## Problem to solve:
Exactly the lines from the opening of the data through the line containing "use crate::core::leakage::LeakageReport;" should be reproduced, please, with nothing added.

## Information shown:
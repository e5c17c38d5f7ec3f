//! Text and CSV renderings of audit results.
//!
//! Every function writes to any `Write`, so the formats can be tested
//! against in-memory buffers.

use crate::core::comparator::{DuplicatePair, ExactDuplicateGroup};
use crate::core::distribution::DistributionRow;
use crate::core::labels::InvalidClassId;
use crate::core::leakage::LeakageReport;
use std::borrow::Cow;
use std::io::Write;

pub const NO_EXACT_DUPLICATES: &str = "No cross-split exact duplicates found.";
pub const NO_NEAR_DUPLICATES: &str =
    "No cross-split near-duplicates (aHash) under current threshold.";
pub const DISTRIBUTION_HEADER: &str = "split,class,images_containing_class";

/// One entry per line. An empty list is a single empty line.
pub fn export_lines<W, I, S>(lines: I, mut writer: W) -> std::io::Result<()>
where
    W: Write,
    I: IntoIterator<Item = S>,
    S: AsRef<str>,
{
    let joined: Vec<String> = lines.into_iter().map(|l| l.as_ref().to_string()).collect();
    writeln!(writer, "{}", joined.join("\n"))
}

/// Offender count per evaluation split, with at most `max_examples` names
pub fn export_leakage<W: Write>(
    report: &LeakageReport,
    max_examples: usize,
    mut writer: W,
) -> std::io::Result<()> {
    for split in &report.splits {
        writeln!(
            writer,
            "{}: augmented_prefix_count={}",
            split.split,
            split.offenders.len()
        )?;
        if !split.offenders.is_empty() {
            let examples: Vec<&str> = split
                .offenders
                .iter()
                .take(max_examples)
                .map(String::as_str)
                .collect();
            writeln!(writer, "  examples: {}", examples.join(", "))?;
        }
    }
    Ok(())
}

/// Tab-separated `digest split path` lines, groups separated by a blank line
pub fn export_exact_groups<W: Write>(
    groups: &[ExactDuplicateGroup],
    mut writer: W,
) -> std::io::Result<()> {
    if groups.is_empty() {
        return writeln!(writer, "{}", NO_EXACT_DUPLICATES);
    }

    writeln!(writer, "# sha1\tsplit\trel_image_path")?;
    for group in groups {
        for member in &group.members {
            writeln!(
                writer,
                "{}\t{}\t{}",
                group.digest, member.split, member.relative_path
            )?;
        }
        writeln!(writer)?;
    }
    Ok(())
}

/// Tab-separated pair lines, in the order given
pub fn export_near_pairs<W: Write>(pairs: &[DuplicatePair], mut writer: W) -> std::io::Result<()> {
    if pairs.is_empty() {
        return writeln!(writer, "{}", NO_NEAR_DUPLICATES);
    }

    writeln!(writer, "# split1\trel_image_1\tsplit2\trel_image_2\tHamming")?;
    for pair in pairs {
        writeln!(
            writer,
            "{}\t{}\t{}\t{}\t{}",
            pair.first.split,
            pair.first.relative_path,
            pair.second.split,
            pair.second.relative_path,
            pair.distance
        )?;
    }
    Ok(())
}

/// CSV with a `split,class,images_containing_class` header
pub fn export_distribution_csv<W: Write>(
    rows: &[DistributionRow],
    mut writer: W,
) -> std::io::Result<()> {
    writeln!(writer, "{}", DISTRIBUTION_HEADER)?;
    for row in rows {
        writeln!(
            writer,
            "{},{},{}",
            row.split,
            csv_field(&row.class),
            row.images_containing_class
        )?;
    }
    Ok(())
}

/// `path : line N -> text` per finding, or a PASS line
pub fn export_invalid_class_ids<W: Write>(
    findings: &[InvalidClassId],
    num_classes: usize,
    mut writer: W,
) -> std::io::Result<()> {
    if findings.is_empty() {
        return writeln!(
            writer,
            "PASS: all labels in [0,{}].",
            num_classes as i64 - 1
        );
    }

    for finding in findings {
        writeln!(
            writer,
            "{} : line {} -> {}",
            finding.label_path, finding.line_number, finding.line
        )?;
    }
    Ok(())
}

/// Quote a CSV field when it contains a separator, quote or line break
fn csv_field(value: &str) -> Cow<'_, str> {
    if value.contains([',', '"', '\n', '\r']) {
        Cow::Owned(format!("\"{}\"", value.replace('"', "\"\"")))
    } else {
        Cow::Borrowed(value)
    }
}

#[cfg(test)]
mod tests {
    use super::*;
    use crate::core::comparator::SignatureEntry;
    use crate::core::dataset::{ImageRecord, Split};
    use crate::core::hasher::{ContentHasher, PerceptualSignature, SignatureSource};
    use crate::core::leakage::SplitLeakage;

    fn render(f: impl FnOnce(&mut Vec<u8>) -> std::io::Result<()>) -> String {
        let mut buffer = Vec::new();
        f(&mut buffer).unwrap();
        String::from_utf8(buffer).unwrap()
    }

    fn record(split: Split, name: &str) -> ImageRecord {
        let relative = format!("images/{}/{}", split, name);
        ImageRecord::new(split, relative.clone(), relative)
    }

    #[test]
    fn empty_list_is_one_newline() {
        let output = render(|w| export_lines(Vec::<String>::new(), w));
        assert_eq!(output, "\n");

        let output = render(|w| export_lines(["a", "b"], w));
        assert_eq!(output, "a\nb\n");
    }

    #[test]
    fn leakage_lists_examples_only_for_offending_splits() {
        let report = LeakageReport {
            splits: vec![
                SplitLeakage {
                    split: Split::Val,
                    offenders: vec!["aug1_1.jpg".into(), "aug1_2.jpg".into(), "aug1_3.jpg".into()],
                },
                SplitLeakage {
                    split: Split::Test,
                    offenders: Vec::new(),
                },
            ],
        };

        let output = render(|w| export_leakage(&report, 2, w));
        assert_eq!(
            output,
            "val: augmented_prefix_count=3\n  examples: aug1_1.jpg, aug1_2.jpg\ntest: augmented_prefix_count=0\n"
        );
    }

    #[test]
    fn exact_groups_are_blank_line_separated() {
        let digest = ContentHasher::digest_bytes(b"abc");
        let groups = vec![ExactDuplicateGroup {
            digest,
            members: vec![record(Split::Train, "a.jpg"), record(Split::Val, "b.jpg")],
        }];

        let output = render(|w| export_exact_groups(&groups, w));
        let expected = format!(
            "# sha1\tsplit\trel_image_path\n{d}\ttrain\timages/train/a.jpg\n{d}\tval\timages/val/b.jpg\n\n",
            d = "a9993e364706816aba3e25717850c26c9cd0d89d"
        );
        assert_eq!(output, expected);
    }

    #[test]
    fn no_groups_writes_notice() {
        let output = render(|w| export_exact_groups(&[], w));
        assert_eq!(output, format!("{}\n", NO_EXACT_DUPLICATES));
    }

    #[test]
    fn near_pairs_are_tab_separated() {
        let entry = |split, name| SignatureEntry {
            record: record(split, name),
            signature: PerceptualSignature::from_u64(0),
            source: SignatureSource::Decoded,
        };
        let pair = DuplicatePair::new(&entry(Split::Test, "t.jpg"), &entry(Split::Train, "a.jpg"), 3);

        let output = render(|w| export_near_pairs(&[pair], w));
        assert_eq!(
            output,
            "# split1\trel_image_1\tsplit2\trel_image_2\tHamming\ntrain\timages/train/a.jpg\ttest\timages/test/t.jpg\t3\n"
        );

        let output = render(|w| export_near_pairs(&[], w));
        assert_eq!(output, format!("{}\n", NO_NEAR_DUPLICATES));
    }

    #[test]
    fn distribution_csv_quotes_awkward_names() {
        let rows = vec![
            DistributionRow {
                split: Split::Train,
                class: "Healthy".into(),
                images_containing_class: 4,
            },
            DistributionRow {
                split: Split::Val,
                class: "Rust, common".into(),
                images_containing_class: 0,
            },
        ];

        let output = render(|w| export_distribution_csv(&rows, w));
        assert_eq!(
            output,
            "split,class,images_containing_class\ntrain,Healthy,4\nval,\"Rust, common\",0\n"
        );
    }

    #[test]
    fn invalid_ids_pass_and_findings() {
        let output = render(|w| export_invalid_class_ids(&[], 7, w));
        assert_eq!(output, "PASS: all labels in [0,6].\n");

        let findings = vec![InvalidClassId {
            label_path: "labels/train/0001.txt".into(),
            line_number: 2,
            line: "9 0.5 0.5 0.1 0.1".into(),
            class_id: 9,
        }];
        let output = render(|w| export_invalid_class_ids(&findings, 7, w));
        assert_eq!(output, "labels/train/0001.txt : line 2 -> 9 0.5 0.5 0.1 0.1\n");
    }
}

## Answer to this exercise:
repository e5c17c38d5f7ec3f
//! Text and CSV renderings of audit results.
//!
//! Every function writes to any `Write`, so the formats can be tested
//! against in-memory buffers.

use crate::core::comparator::{DuplicatePair, ExactDuplicateGroup};
use crate::core::distribution::DistributionRow;
use crate::core::labels::InvalidClassId;
use crate::core::leakage::LeakageReport;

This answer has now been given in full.